### Record set:
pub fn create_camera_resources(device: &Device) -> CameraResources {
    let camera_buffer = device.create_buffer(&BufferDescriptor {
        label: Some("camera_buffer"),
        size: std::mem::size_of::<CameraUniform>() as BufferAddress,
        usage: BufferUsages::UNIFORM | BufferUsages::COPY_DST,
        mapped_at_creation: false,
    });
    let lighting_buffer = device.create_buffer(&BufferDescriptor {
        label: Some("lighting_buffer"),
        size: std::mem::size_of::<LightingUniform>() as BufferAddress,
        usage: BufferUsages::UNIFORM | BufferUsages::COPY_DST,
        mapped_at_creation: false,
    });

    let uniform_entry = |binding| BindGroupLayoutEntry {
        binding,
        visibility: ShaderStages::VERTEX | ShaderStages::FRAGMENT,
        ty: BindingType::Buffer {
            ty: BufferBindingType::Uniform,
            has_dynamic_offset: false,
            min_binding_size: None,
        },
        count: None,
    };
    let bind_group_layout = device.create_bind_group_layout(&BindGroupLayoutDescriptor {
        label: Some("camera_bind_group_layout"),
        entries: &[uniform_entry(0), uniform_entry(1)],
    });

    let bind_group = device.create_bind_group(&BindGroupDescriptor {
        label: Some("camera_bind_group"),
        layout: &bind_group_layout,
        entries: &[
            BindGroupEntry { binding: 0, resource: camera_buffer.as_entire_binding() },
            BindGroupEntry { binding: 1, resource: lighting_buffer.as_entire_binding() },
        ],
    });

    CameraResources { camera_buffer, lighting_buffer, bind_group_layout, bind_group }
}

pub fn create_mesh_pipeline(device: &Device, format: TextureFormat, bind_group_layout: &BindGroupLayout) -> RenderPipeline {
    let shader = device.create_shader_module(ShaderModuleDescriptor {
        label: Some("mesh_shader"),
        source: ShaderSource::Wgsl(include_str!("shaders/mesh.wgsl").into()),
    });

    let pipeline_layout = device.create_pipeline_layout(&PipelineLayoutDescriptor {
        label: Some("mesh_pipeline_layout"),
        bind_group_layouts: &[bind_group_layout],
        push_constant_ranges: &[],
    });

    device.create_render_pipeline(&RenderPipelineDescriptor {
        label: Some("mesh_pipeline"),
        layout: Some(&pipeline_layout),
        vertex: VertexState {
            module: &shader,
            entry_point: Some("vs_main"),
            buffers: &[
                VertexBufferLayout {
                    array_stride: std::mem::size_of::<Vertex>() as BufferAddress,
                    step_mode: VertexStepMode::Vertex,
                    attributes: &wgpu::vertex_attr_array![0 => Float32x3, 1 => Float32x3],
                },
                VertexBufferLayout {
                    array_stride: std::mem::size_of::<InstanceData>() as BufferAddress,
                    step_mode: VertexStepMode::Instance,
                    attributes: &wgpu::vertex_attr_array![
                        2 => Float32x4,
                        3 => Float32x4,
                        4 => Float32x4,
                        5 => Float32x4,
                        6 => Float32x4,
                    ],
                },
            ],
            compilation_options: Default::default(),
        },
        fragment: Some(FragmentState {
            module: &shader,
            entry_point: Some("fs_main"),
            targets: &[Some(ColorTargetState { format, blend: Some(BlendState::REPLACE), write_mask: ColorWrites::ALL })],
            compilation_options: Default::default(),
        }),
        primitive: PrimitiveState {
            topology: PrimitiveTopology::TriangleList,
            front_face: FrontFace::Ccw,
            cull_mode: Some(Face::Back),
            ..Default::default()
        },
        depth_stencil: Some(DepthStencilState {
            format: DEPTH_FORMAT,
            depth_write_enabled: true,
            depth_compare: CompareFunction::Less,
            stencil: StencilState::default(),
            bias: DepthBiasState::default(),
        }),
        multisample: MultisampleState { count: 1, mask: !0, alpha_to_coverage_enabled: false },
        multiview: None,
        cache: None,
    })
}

### Task to carry out:
Copy out all of the listing, exactly as it reads.

### Completed exercise:
pub fn create_camera_resources(device: &Device) -> CameraResources {
    let camera_buffer = device.create_buffer(&BufferDescriptor {
        label: Some("camera_buffer"),
        size: std::mem::size_of::<CameraUniform>() as BufferAddress,
        usage: BufferUsages::UNIFORM | BufferUsages::COPY_DST,
        mapped_at_creation: false,
    });
    let lighting_buffer = device.create_buffer(&BufferDescriptor {
        label: Some("lighting_buffer"),
        size: std::mem::size_of::<LightingUniform>() as BufferAddress,
        usage: BufferUsages::UNIFORM | BufferUsages::COPY_DST,
        mapped_at_creation: false,
    });

    let uniform_entry = |binding| BindGroupLayoutEntry {
        binding,
        visibility: ShaderStages::VERTEX | ShaderStages::FRAGMENT,
        ty: BindingType::Buffer {
            ty: BufferBindingType::Uniform,
            has_dynamic_offset: false,
            min_binding_size: None,
        },
        count: None,
    };
    let bind_group_layout = device.create_bind_group_layout(&BindGroupLayoutDescriptor {
        label: Some("camera_bind_group_layout"),
        entries: &[uniform_entry(0), uniform_entry(1)],
    });

    let bind_group = device.create_bind_group(&BindGroupDescriptor {
        label: Some("camera_bind_group"),
        layout: &bind_group_layout,
        entries: &[
            BindGroupEntry { binding: 0, resource: camera_buffer.as_entire_binding() },
            BindGroupEntry { binding: 1, resource: lighting_buffer.as_entire_binding() },
        ],
    });

    CameraResources { camera_buffer, lighting_buffer, bind_group_layout, bind_group }
}

pub fn create_mesh_pipeline(device: &Device, format: TextureFormat, bind_group_layout: &BindGroupLayout) -> RenderPipeline {
    let shader = device.create_shader_module(ShaderModuleDescriptor {
        label: Some("mesh_shader"),
        source: ShaderSource::Wgsl(include_str!("shaders/mesh.wgsl").into()),
    });

    let pipeline_layout = device.create_pipeline_layout(&PipelineLayoutDescriptor {
        label: Some("mesh_pipeline_layout"),
        bind_group_layouts: &[bind_group_layout],
        push_constant_ranges: &[],
    });

    device.create_render_pipeline(&RenderPipelineDescriptor {
        label: Some("mesh_pipeline"),
        layout: Some(&pipeline_layout),
        vertex: VertexState {
            module: &shader,
            entry_point: Some("vs_main"),
            buffers: &[
                VertexBufferLayout {
                    array_stride: std::mem::size_of::<Vertex>() as BufferAddress,
                    step_mode: VertexStepMode::Vertex,
                    attributes: &wgpu::vertex_attr_array![0 => Float32x3, 1 => Float32x3],
                },
                VertexBufferLayout {
                    array_stride: std::mem::size_of::<InstanceData>() as BufferAddress,
                    step_mode: VertexStepMode::Instance,
                    attributes: &wgpu::vertex_attr_array![
                        2 => Float32x4,
                        3 => Float32x4,
                        4 => Float32x4,
                        5 => Float32x4,
                        6 => Float32x4,
                    ],
                },
            ],
            compilation_options: Default::default(),
        },
        fragment: Some(FragmentState {
            module: &shader,
            entry_point: Some("fs_main"),
            targets: &[Some(ColorTargetState { format, blend: Some(BlendState::REPLACE), write_mask: ColorWrites::ALL })],
            compilation_options: Default::default(),
        }),
        primitive: PrimitiveState {
            topology: PrimitiveTopology::TriangleList,
            front_face: FrontFace::Ccw,
            cull_mode: Some(Face::Back),
            ..Default::default()
        },
        depth_stencil: Some(DepthStencilState {
            format: DEPTH_FORMAT,
            depth_write_enabled: true,
            depth_compare: CompareFunction::Less,
            stencil: StencilState::default(),
            bias: DepthBiasState::default(),
        }),
        multisample: MultisampleState { count: 1, mask: !0, alpha_to_coverage_enabled: false },
        multiview: None,
        cache: None,
    })
}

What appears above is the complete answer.